Required Reading: Some material will be covered through assigned reading, rather then in-class.
Problem Sets: about 5-6 problem sets, some of which introducing additional material beyond the material covered in class. Students are required to turn in the problem sets, but they will not be graded.
Scribing: each student is required to scribe (prepare lecture notes) for two lectures. These notes will be graded.
Challenge Problems: These are harder problems that might be a challenge to solve and will be included in the problem sets. Successfully completing at least 1-2 of these is required for receiving an "A" in the class. Students will also be asked to present and discuss (with the instructor) the solutions to 1-2 of these.
Research Problems: I don't know how to solve these (though I might have an idea). Solving one of these will likely earn an "A+" in the class and might lead to a publication.
Final Exam

In order to receive a "B" a student is expected to complete the exercises, do a serious job at scribing a lecture and display reasonable understanding on the exam.
In order to receive an "A" a student is expected to complete the exercises, do an excellent job scribing a lecture, successfully answer at least 1-2 Challenge Problems, and display a good understanding on the exam.

Recommended Texts

We will not be following a specific text, but some of the material is covered in:

O. Bousquet, S. Boucheron, and G. Lugosi, (2004), Introduction to statistical learning theory
Kearns Vaziran, An Introduction to Computational Learning Theory, MIT Press, 1994.

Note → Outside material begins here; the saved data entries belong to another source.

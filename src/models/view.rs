//! Read-side views with resolved author names.

use serde::{Deserialize, Serialize};

use super::{Comment, Post, User};

/// Display name used when a referenced user no longer exists.
pub const UNKNOWN_AUTHOR: &str = "Unknown";

/// A comment together with its author's username.
#[derive(Debug, Clone, Serialize, Deserialize)]
#[serde(rename_all = "camelCase")]
pub struct CommentView {
    #[serde(flatten)]
    pub comment: Comment,
    pub author: String,
}

/// A post together with the usernames it references.
#[derive(Debug, Clone, Serialize, Deserialize)]
#[serde(rename_all = "camelCase")]
pub struct PostView {
    pub id: i64,
    pub title: String,
    pub prompt: String,
    pub model: String,
    #[serde(skip_serializing_if = "Option::is_none")]
    pub output: Option<String>,
    pub goal: String,
    pub likes: u64,
    pub dislikes: u64,
    pub comments: Vec<CommentView>,
    pub tags: Vec<String>,
    pub user_id: i64,
    pub author: String,
}

impl PostView {
    /// Build a view, resolving user ids against `users`.
    pub fn new(post: &Post, users: &[User]) -> Self {
        let comments = post
            .comments
            .iter()
            .map(|c| CommentView {
                comment: c.clone(),
                author: author_name(users, c.user_id).to_string(),
            })
            .collect();

        Self {
            id: post.id,
            title: post.title.clone(),
            prompt: post.prompt.clone(),
            model: post.model.clone(),
            output: post.output.clone(),
            goal: post.goal.clone(),
            likes: post.likes,
            dislikes: post.dislikes,
            comments,
            tags: post.tags.clone(),
            user_id: post.user_id,
            author: author_name(users, post.user_id).to_string(),
        }
    }
}

/// Username for `user_id`, or [`UNKNOWN_AUTHOR`].
pub fn author_name(users: &[User], user_id: i64) -> &str {
    users
        .iter()
        .find(|u| u.id == user_id)
        .map(|u| u.username.as_str())
        .unwrap_or(UNKNOWN_AUTHOR)
}

/// The full forum state as seen by a client.
#[derive(Debug, Clone, Serialize, Deserialize)]
#[serde(rename_all = "camelCase")]
pub struct ForumSnapshot {
    pub revision_id: i64,
    pub generated_at: String,
    pub posts: Vec<PostView>,
    pub users: Vec<User>,
    pub current_user: Option<User>,
}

Lectures and Required Reading:

Lecture 1: Wednesday October 3rd

Course Overview
Basic Setup: Generalization Error, Learning Rule, Learning Algorithm
Warmup: "Minimum Consistent Rectangle" learning rule.

Required Reading: Section 1 of: S. Boucheron, O. Bousquet, and G. Lugosi, (2004), Concentration inequalities, Advanced Lectures in Machine Learning, Springer, pp. 208--240, 2004 Alternative reading : Lecture notes
Problem Set 1 (due October 10th)

Lecture 2: Friday October 5th

Analysis of the "Minimum Consistent Rectangle" learning rule in the realizable case. (Kearns and Vazirani Section 1.1)
No Free Lunch Theorem.
Empirical Risk Minimization
Finite cardinality generalization bound and learning gurantee.

Bousquet et al, Introduction to statistical learning theory, Sections 1-3.

Lecture 3: Wednesday October 10th

Realizable, Agnostic and Optimistic Rates (details in HW)
VC Learning Guarantee:
- Growth Function for Binary Classification
- Symmetrization (proof deferred)
- The VC-dimension and Shatter Lemma (proof in HW)

Bousquet et al, Introduction to statistical learning theory, Section 4 Problem Set 2 (due October 17th)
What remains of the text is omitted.